Ashley Wiley Johnson, PhD, CCC-SLP

When a child receives an autism diagnosis, the work has just begun. Parents are faced with a myriad of challenges, many of which may persist across the lifespan. Social skill deficits is one of the hallmark features of the disorder. This can impair a baby’s ability to give a social smile, or an adult’s ability to obtain and maintain meaningful employment. Despite it being one of the persistent challenges and a critical area to intervene, many families and care providers, are unaware of treatment approaches focusing on social skill development and how to access or provide these types of services to the client.
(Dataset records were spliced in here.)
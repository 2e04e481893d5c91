//! SASL mechanisms the client can run.

use serde::{Deserialize, Serialize};

/// A SASL mechanism for `AUTH`.
///
/// Serialized in kebab case (`"cram-md5"`) so settings files stay readable.
#[derive(Debug, Clone, Copy, PartialEq, Eq, Hash, Default, Serialize, Deserialize)]
#[serde(rename_all = "kebab-case")]
pub enum AuthMechanism {
    /// `PLAIN` (RFC 4616): one response carrying both secrets.
    #[default]
    Plain,
    /// `LOGIN`: username and password as two separate responses.
    Login,
    /// `CRAM-MD5` (RFC 2195): HMAC-MD5 over the server's challenge.
    CramMd5,
}

impl AuthMechanism {
    /// Every supported mechanism.
    pub const ALL: [Self; 3] = [Self::Plain, Self::Login, Self::CramMd5];

    /// Looks up a mechanism name from an EHLO `AUTH` line.
    #[must_use]
    pub fn parse(name: &str) -> Option<Self> {
        Self::ALL
            .into_iter()
            .find(|mechanism| mechanism.as_str().eq_ignore_ascii_case(name))
    }

    /// Name as sent after `AUTH`.
    #[must_use]
    pub const fn as_str(self) -> &'static str {
        match self {
            Self::Plain => "PLAIN",
            Self::Login => "LOGIN",
            Self::CramMd5 => "CRAM-MD5",
        }
    }
}

impl std::fmt::Display for AuthMechanism {
    fn fmt(&self, f: &mut std::fmt::Formatter<'_>) -> std::fmt::Result {
        f.write_str(self.as_str())
    }
}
In our center, we see each day how Cognitive Behavioral Therapy focusing on pragmatics changes the trajectory of our clients lives and sets them up for a successful and meaningful life as an adult. On the contrary, we see how many of our clients who have an autism diagnosis, are given speech therapy and ABA through insurance, but still struggle due to poor social skills. When asked why their child does not have social skills treatment, many parents respond, “my doctor only told me about ABA”, “I can’t get a hold of the regional centers”, or “I didn’t know this type of treatment exists”.

This CHIP project seeks to demystify access to cognitive behavioral treatment for families in Los Angeles County who have children with Autism. In the fact finding and discovery process, I found the need to add an important element; bringing knowledge about treatment approaches to the primary care providers, so they can best help the client with autism and their family.